What are Migraine Headaches?
Migraine headaches often affect one half of the head; they are pulsating in nature and last from 2 to 72 hours. Associated symptoms can, but do not always include nausea, vomiting, increased sensitivity to light, increased sensitivity to sound and the pain is generally made worse by physical activity. Up to one-third of people with migraine headaches have an aura which is a transient visual, sensory, language, or motor disturbance which signals that the headache will soon occur. Occasionally an aura can occur with little or no headache following it.
Migraines are believed to be due to a mixture of environmental, genetic factors and complications from some neurological diseases. Two-thirds of cases run in families. Hormone levels may also play a role, as migraines affect slightly more boys than girls before puberty, but about two to three times more women than men. Migraines decrease during pregnancy. The exact cause of migraines are not known. It is believed to be a neurovascular disorder. The primary theory is related to increased excitability of the cerebral cortex and abnormal control of pain neurons in the trigeminal nucleus of the brainstem.
Migraine ranks in the top 20 of the world’s most disabling medical illnesses. Amazingly, over 10% of the population, including children, suffers from migraine. Nearly 1 in 4 U.S. households includes someone with a migraine disorder. For some, they and not disabling, but for many, headaches and migraines are extremely disabling and interfere with the ability to carry out day-to-day life.
Migraines also have triggers and these may include foods we eat, different types of stresses including emotional stress, lack of sleep and physical stress. Migraines are also triggered by pain in close by places, such as mechanical factors in the neck and spine, neck joint injury or arthritic disease, jaw pain such as TMJ, stresses on the eyes caused by straining vision and sinus pain.

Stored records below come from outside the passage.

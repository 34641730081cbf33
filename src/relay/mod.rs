//! A man-in-the-middle for one requester and one responder.
//!
//! The relay listens where the requester expects the responder to be and
//! forwards every datagram to the other side from a second, ephemeral
//! socket. Before forwarding, each datagram is run through the installed
//! [`RuleSet`], which can drop, delay, duplicate or corrupt it.
//!
//! Rules are changed while traffic flows through a [`RelayHandle`]. The
//! relay loop never blocks for longer than its poll interval, so rule
//! changes and shutdown take effect promptly.

use std::io::{ErrorKind, Result};
use std::net::{Ipv4Addr, SocketAddr, UdpSocket};
use std::sync::atomic::{AtomicBool, Ordering};
use std::sync::{Arc, Mutex, MutexGuard};
use std::thread;
use std::time::Duration;

use tracing::{debug, info, warn};

use crate::packet::Opcode;
use crate::transfer::MAX_DATAGRAM_SIZE;
use crate::transport::Endpoint;
use crate::{TEST_PORT, WELL_KNOWN_PORT};

mod command;
mod rule;

pub use command::{parse_command, run_control, Command, CommandError};
pub use rule::{
    Action, Activation, Corruption, Direction, FaultRule, Matcher, Plan, RuleSet,
};

/// How long each leg waits for traffic before checking the other one.
pub const DEFAULT_POLL_INTERVAL: Duration = Duration::from_millis(100);

#[derive(Debug, Copy, Clone, Eq, PartialEq)]
pub struct RelayConfig {
    /// Where requesters send their requests.
    pub listen: SocketAddr,

    /// The responder's well-known port.
    pub upstream: SocketAddr,

    pub poll_interval: Duration,
}

impl RelayConfig {
    pub fn new(listen: SocketAddr, upstream: SocketAddr) -> Self {
        Self {
            listen,
            upstream,
            poll_interval: DEFAULT_POLL_INTERVAL,
        }
    }

    pub fn with_poll_interval(mut self, poll_interval: Duration) -> Self {
        self.poll_interval = poll_interval;
        self
    }
}

impl Default for RelayConfig {
    fn default() -> Self {
        Self::new(
            (Ipv4Addr::UNSPECIFIED, TEST_PORT).into(),
            (Ipv4Addr::LOCALHOST, WELL_KNOWN_PORT).into(),
        )
    }
}

/// State shared between the relay loop and its handles.
#[derive(Debug, Default)]
struct Shared {
    rules: Mutex<RuleSet>,
    stopped: AtomicBool,
}

impl Shared {
    fn rules(&self) -> MutexGuard<'_, RuleSet> {
        // Nothing panics while holding the lock, but a poisoned set of rules
        // is still a valid set of rules.
        self.rules.lock().unwrap_or_else(|poisoned| poisoned.into_inner())
    }
}

/// Controls a running [`Relay`] from another thread.
#[derive(Debug, Clone)]
pub struct RelayHandle {
    shared: Arc<Shared>,
}

impl RelayHandle {
    /// Installs a rule. It applies from the next datagram the relay handles.
    pub fn install(&self, rule: FaultRule) {
        info!(%rule, "installing fault rule");
        self.shared.rules().install(rule);
    }

    pub fn clear(&self) {
        info!("clearing fault rules");
        self.shared.rules().clear();
    }

    /// A snapshot of the installed rules.
    pub fn rules(&self) -> Vec<FaultRule> {
        self.shared.rules().rules().to_vec()
    }

    /// Asks the relay loop to return. It notices within one poll interval.
    pub fn shutdown(&self) {
        self.shared.stopped.store(true, Ordering::SeqCst);
    }

    pub fn is_shut_down(&self) -> bool {
        self.shared.stopped.load(Ordering::SeqCst)
    }
}

/// Who the relay is currently forwarding between.
#[derive(Debug, Clone, Copy)]
struct Route {
    client: Option<SocketAddr>,
    server: SocketAddr,
}

pub struct Relay {
    client_side: UdpSocket,
    server_side: UdpSocket,
    config: RelayConfig,
    shared: Arc<Shared>,
}

impl Relay {
    pub fn bind(config: RelayConfig) -> Result<Self> {
        let client_side = UdpSocket::bind(config.listen)?;
        let server_side = UdpSocket::bind(SocketAddr::new(config.listen.ip(), 0))?;

        Ok(Self {
            client_side,
            server_side,
            config,
            shared: Arc::default(),
        })
    }

    /// The address requesters should send to.
    pub fn local_addr(&self) -> Result<SocketAddr> {
        self.client_side.local_addr()
    }

    pub fn handle(&self) -> RelayHandle {
        RelayHandle {
            shared: Arc::clone(&self.shared),
        }
    }

    /// Relays traffic until [`RelayHandle::shutdown`] is called.
    #[tracing::instrument(name = "relay", skip_all, fields(listen = %self.config.listen, upstream = %self.config.upstream))]
    pub fn run(self) -> Result<()> {
        let mut route = Route {
            client: None,
            server: self.config.upstream,
        };
        let mut buf = vec![0; MAX_DATAGRAM_SIZE];

        info!("relay running");
        while !self.shared.stopped.load(Ordering::SeqCst) {
            if let Some((nbytes, from)) = self.poll(&self.client_side, &mut buf)? {
                let datagram = buf[..nbytes].to_vec();
                if matches!(Opcode::peek(&datagram), Some(Opcode::Rrq | Opcode::Wrq)) {
                    // A new transaction; the responder will answer from a
                    // fresh port.
                    info!(client = %from, "new request");
                    route = Route {
                        client: Some(from),
                        server: self.config.upstream,
                    };
                } else if route.client.is_none() {
                    route.client = Some(from);
                }

                if route.client == Some(from) {
                    self.forward(Direction::ToServer, datagram, &self.server_side, route.server);
                } else {
                    warn!(
                        stranger = %from,
                        client = ?route.client,
                        "dropping datagram from unknown requester"
                    );
                }
            }

            if let Some((nbytes, from)) = self.poll(&self.server_side, &mut buf)? {
                if route.server != from {
                    debug!(server = %from, "learned responder transfer ID");
                    route.server = from;
                }
                let datagram = buf[..nbytes].to_vec();
                match route.client {
                    Some(client) => {
                        self.forward(Direction::ToClient, datagram, &self.client_side, client)
                    }
                    None => warn!(server = %from, "no requester yet, discarding datagram"),
                }
            }
        }

        info!("relay stopped");
        Ok(())
    }

    fn poll(&self, socket: &UdpSocket, buf: &mut [u8]) -> Result<Option<(usize, SocketAddr)>> {
        match socket.recv_timeout(buf, self.config.poll_interval) {
            // A previous forward bounced off a closed port.
            Err(err) if matches!(err.kind(), ErrorKind::ConnectionRefused | ErrorKind::ConnectionReset) => {
                debug!(error = %err, "ignoring ICMP error");
                Ok(None)
            }
            other => other,
        }
    }

    fn forward(&self, direction: Direction, datagram: Vec<u8>, socket: &UdpSocket, dest: SocketAddr) {
        let opcode = Opcode::peek(&datagram);
        let plan = self.shared.rules().apply(direction, datagram);

        for rule in &plan.applied {
            info!(%direction, ?opcode, %rule, "fault injected");
        }
        if plan.copies == 0 {
            return;
        }
        if !plan.delay.is_zero() {
            thread::sleep(plan.delay);
        }

        for _ in 0..plan.copies {
            if let Err(err) = Endpoint::send_to(socket, &plan.datagram, dest) {
                warn!(%direction, %dest, error = %err, "failed to forward datagram");
            }
        }
        debug!(%direction, %dest, len = plan.datagram.len(), copies = plan.copies, "forwarded");
    }
}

Our Clinic provides Migraine Headache Therapy
The most effective treatment results when there is an effective partnership with the patient. An effective partnership allows the treating doctor to address all causes and possible treatment of a patient’s migraine headache. Therapy can be optimized through a management program that encompasses education, behavioral treatments, physical therapy, diet modification, treatment of sleep and anxiety as well as medication management. Controlling migraine headaches involves two types of treatment, treating the pain of the migraines when they happen, and stopping the triggers or factors that lead to migraines. Treating the pain when it happens allows you to live a normal life, but, preventative treatment the causes allows us to develop a life-long strategy to keep migraines from coming back, and, is the approach we prefer to take at ROI, through our coordinated team approach. We do this through education and correction of all triggers
Acute treatment most commonly involves the use of medications and reduction of factors that will aggravate the symptoms when a migraine occurs. Sometimes we need to use an abortive drug to stop a migraine when it happens. Numerous abortive medications are used for migraine. The choice for an individual patient depends on the severity of the attacks, associated symptoms such as nausea and vomiting, comorbid problems, and treatment response.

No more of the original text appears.